▸ **WORK ITEM**
From the line containing "application items may" down to the line containing "pub trait TimeDriver: Send" in the records below, reproduce every line exactly, ends included, and omit all others.
** DATASET EXTRACT follows **
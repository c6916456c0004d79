//! Activation state machine — spec §3 "Activation" and §4.5 invariants.

use std::sync::atomic::{AtomicU64, Ordering};

use silo_core::prelude::{ActivationId, GrainId, MonotonicTimePoint};

/// One-way transitions only: Creating < Activating < Valid <
/// Deactivating < Invalid (spec §4.5 "state monotonicity").
#[derive(Clone, Copy, Debug, PartialEq, Eq, PartialOrd, Ord)]
#[repr(u8)]
pub enum ActivationState {
    Creating = 0,
    Activating = 1,
    Valid = 2,
    Deactivating = 3,
    Invalid = 4,
}

#[derive(Clone, Copy, Debug, PartialEq, Eq, thiserror::Error)]
#[error("illegal activation state transition from {from:?} to {to:?}")]
pub struct IllegalTransition {
    pub from: ActivationState,
    pub to: ActivationState,
}

/// Bookkeeping for one in-memory activation. `last_activity` and
/// `collection_ticket` are read by the [`crate::collector::ActivationCollector`];
/// everything else is catalog-owned.
pub struct ActivationRecord {
    pub grain_id: GrainId,
    pub activation_id: ActivationId,
    state: parking_lot::Mutex<ActivationState>,
    last_activity_ms: AtomicU64,
    pub collection_ticket: parking_lot::Mutex<Option<u64>>,
    pub keep_alive: std::sync::atomic::AtomicBool,
    pub pending_calls: AtomicU64,
}

impl ActivationRecord {
    pub fn new(grain_id: GrainId, activation_id: ActivationId, now: MonotonicTimePoint) -> Self {
        Self {
            grain_id,
            activation_id,
            state: parking_lot::Mutex::new(ActivationState::Creating),
            last_activity_ms: AtomicU64::new(now.0),
            collection_ticket: parking_lot::Mutex::new(None),
            keep_alive: std::sync::atomic::AtomicBool::new(false),
            pending_calls: AtomicU64::new(0),
        }
    }

    pub fn state(&self) -> ActivationState {
        *self.state.lock()
    }

    /// Enforces the one-way ordering; called under the catalog's
    /// per-grain mutex so no two transitions race.
    pub fn transition(&self, to: ActivationState) -> Result<(), IllegalTransition> {
        let mut guard = self.state.lock();
        if to as u8 <= *guard as u8 {
            return Err(IllegalTransition { from: *guard, to });
        }
        *guard = to;
        Ok(())
    }

    pub fn touch(&self, now: MonotonicTimePoint) {
        self.last_activity_ms.store(now.0, Ordering::Relaxed);
    }

    pub fn idle_since(&self, now: MonotonicTimePoint) -> u64 {
        now.0.saturating_sub(self.last_activity_ms.load(Ordering::Relaxed))
    }

    pub fn last_activity(&self) -> u64 {
        self.last_activity_ms.load(Ordering::Relaxed)
    }

    pub fn is_idle(&self, now: MonotonicTimePoint, age_limit_ms: u64) -> bool {
        self.pending_calls.load(Ordering::Relaxed) == 0
            && !self.keep_alive.load(Ordering::Relaxed)
            && self.idle_since(now) >= age_limit_ms
    }
}

#[cfg(test)]
mod tests {
    use super::*;

    fn grain() -> GrainId {
        GrainId::new("Thermostat", "roomA")
    }

    #[test]
    fn transitions_are_one_way() {
        let rec = ActivationRecord::new(grain(), ActivationId(1), MonotonicTimePoint(0));
        rec.transition(ActivationState::Activating).unwrap();
        rec.transition(ActivationState::Valid).unwrap();
        let err = rec.transition(ActivationState::Activating).unwrap_err();
        assert_eq!(err.from, ActivationState::Valid);
    }

    #[test]
    fn idle_detection_respects_pending_calls_and_keep_alive() {
        let rec = ActivationRecord::new(grain(), ActivationId(1), MonotonicTimePoint(0));
        rec.pending_calls.store(1, Ordering::Relaxed);
        assert!(!rec.is_idle(MonotonicTimePoint(1_000_000), 10));
        rec.pending_calls.store(0, Ordering::Relaxed);
        rec.keep_alive.store(true, Ordering::Relaxed);
        assert!(!rec.is_idle(MonotonicTimePoint(1_000_000), 10));
        rec.keep_alive.store(false, Ordering::Relaxed);
        assert!(rec.is_idle(MonotonicTimePoint(1_000_000), 10));
    }
}
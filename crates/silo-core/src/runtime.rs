//! Runtime contract surface. `silo-core` defines these traits only; a
//! concrete executor (the `silo-runtime-tokio` crate) implements them.
//! Grounded in `spark-core/src/runtime/mod.rs`'s split of
//! `TaskExecutor` + `TimeDriver` behind one `AsyncRuntime` trait, and its
//! explicit note that runtime crates must not be named by the core.

use std::future::Future;
use std::pin::Pin;
use std::time::Duration;

/// Two priority lanes per silo — spec §4.6. System items always run;
/// application items may be dropped while "application turns stopped".
#[derive(Clone, Copy, Debug, PartialEq, Eq)]
pub enum TaskPriority {
    System,
    Application,
}

pub type BoxFuture<'a, T> = Pin<Box<dyn Future<Output = T> + Send + 'a>>;

/// A handle to a spawned task. Dropping it does not cancel the task;
/// call [`JoinHandle::abort`] explicitly.
pub trait JoinHandle: Send {
    fn abort(&self);
}

/// Submits work to the shared thread pool backing the per-activation
/// schedulers (spec §4.6, §5: "two shared work-item pools (application,
/// system), each backed by a fixed-size worker set").
pub trait TaskExecutor: Send + Sync + 'static {
    fn spawn(&self, priority: TaskPriority, future: BoxFuture<'static, ()>) -> Box<dyn JoinHandle>;
}

/// A single point in monotonic time, immune to wall-clock adjustment.
#[derive(Clone, Copy, Debug, PartialEq, Eq, PartialOrd, Ord)]
pub struct MonotonicTimePoint(pub u64);

/// Timing primitives the collector and deadline machinery need.
pub trait TimeDriver: Send + Sync + 'static {
    fn now(&self) -> MonotonicTimePoint;

    fn sleep(&self, duration: Duration) -> BoxFuture<'static, ()>;
}

/// Aggregates task scheduling and time-driving capability behind one
/// injectable handle (spec §9: "moved into an explicit ... collaborator
/// injected at construction").
pub trait AsyncRuntime: TaskExecutor + TimeDriver {}

impl<T> AsyncRuntime for T where T: TaskExecutor + TimeDriver {}
//! CLI command handlers

pub mod commands;

pub use commands::{add, counts, delete, init, list, update, years, AddArgs, UpdateArgs};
** End of DATASET EXTRACT **
▸ **EXERCISE RESPONSE**
/// application items may be dropped while "application turns stopped".
#[derive(Clone, Copy, Debug, PartialEq, Eq)]
pub enum TaskPriority {
    System,
    Application,
}

pub type BoxFuture<'a, T> = Pin<Box<dyn Future<Output = T> + Send + 'a>>;

/// A handle to a spawned task. Dropping it does not cancel the task;
/// call [`JoinHandle::abort`] explicitly.
pub trait JoinHandle: Send {
    fn abort(&self);
}

/// Submits work to the shared thread pool backing the per-activation
/// schedulers (spec §4.6, §5: "two shared work-item pools (application,
/// system), each backed by a fixed-size worker set").
pub trait TaskExecutor: Send + Sync + 'static {
    fn spawn(&self, priority: TaskPriority, future: BoxFuture<'static, ()>) -> Box<dyn JoinHandle>;
}

/// A single point in monotonic time, immune to wall-clock adjustment.
#[derive(Clone, Copy, Debug, PartialEq, Eq, PartialOrd, Ord)]
pub struct MonotonicTimePoint(pub u64);

/// Timing primitives the collector and deadline machinery need.
pub trait TimeDriver: Send + Sync + 'static {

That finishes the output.